La Chauve-Souris au Théâtre des Champs-Elysées : champagne !

- Publié le 15 décembre 2023 à 13:24
La Chauve-souris de Strauss
Bien que donné en version de concert, le chef-d’œuvre de Johann Strauss a fait un tabac, grâce à la direction musicale enthousiaste de Marc Minkowski. 

Une Chauve-Souris en version de concert ? Pourquoi pas, quand elle est animée par une mise en espace vive et intelligente, entraînant les artistes dans un jeu scénique à chaque instant enjoué. Prêtant au Prince Orlovsky son puissant mezzo, Marina Viotti s’amuse comme une folle, n’hésitant pas à jouer les chauffeuses de salle en prenant la baguette, ou en invitant les spectateurs à accompagner de leurs claquements de mains la Marche Russe ajoutée en début de seconde partie. Alina Wunderlin, une des grandes triomphatrices de la soirée, brûle elle aussi les planches en Adèle, avec son émission claire et argentée. De même que l’impressionnant Leon Kosavic, Falke de haut vol, au timbre enchanteur, ou l’Alfred de Magnus Dietrich, ténor rond et chaleureux, charmant sur tous les plans.

Ivresse

Débarqué la veille pour remplacer un collègue soufrant, Christoph Filler s’intègre au spectacle avec une aisance confondante, incarnant un Eisenstein drôle et expressif, non sans accuser quelques signes de fatigue dans les passages les plus lyriques, en particulier le trio final. Jacquelyn Stucker est encore plus dépassée par le rôle de Rosalinde, trop large pour elle : le faiblesse du grave et du médium la met bien souvent en difficulté, en particulier dans le Czardas, même si son charme reste incontestable. Michael Kraus, puissant baryton, campe un Frank de luxe, tandis que François Piolino, arrivé lui aussi en dernière minute, est un bègue parfait. Enfin, la comédienne Sunnyi Melles s’empare brillamment de la partie parlée du gardien de prison Frosch, pourtant difficile à endosser dans ces circonstances. Alternant français et allemand, elle joue l’ivresse du personnage sans tomber dans la vulgarité.

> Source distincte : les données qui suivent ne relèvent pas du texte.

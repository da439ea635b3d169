//! Model artifact loader contract

use super::ModelHandle;
use crate::error::Result;
use crate::model::ModelKey;

/// Source of pretrained models.
///
/// Called by the model cache at most once per key; implementations need not
/// cache on their own.
pub trait ModelLoader: Send + Sync {
    /// Load the model for `key`, failing with `ArtifactNotFound` when no
    /// artifact exists for it
    fn load(&self, key: ModelKey) -> Result<ModelHandle>;

    /// Human-readable description of where artifacts are looked up
    fn location(&self) -> String;
}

Les choristes du Cor de Cambra del Palau de la Musica Catalana semblent presque frustrés de ne pouvoir danser, entraînés comme tous les autres artistes par l’enthousiasme et l’élan vigoureux que Marc Minkowski imprime à ses excellents Musiciens du Louvre. Fidèle à lui-même, le chef fait le choix de tempi rapides, et ce dès l’Ouverture, aussi vive que précise et d’ailleurs très chaleureusement applaudie. Si l’énergie est au rendez-vous (parfois aux limites des possibilités des chanteurs, par exemple dans un « Im Feuerstrom der Reben » un brin frénétique), il sait aussi ménager de beaux moments de poésie. Notamment pendant le très gracieux « Bruderlein und Schwesterlein », repris en bis pour clore une soirée qui ouvre dans la joie cette période de fêtes.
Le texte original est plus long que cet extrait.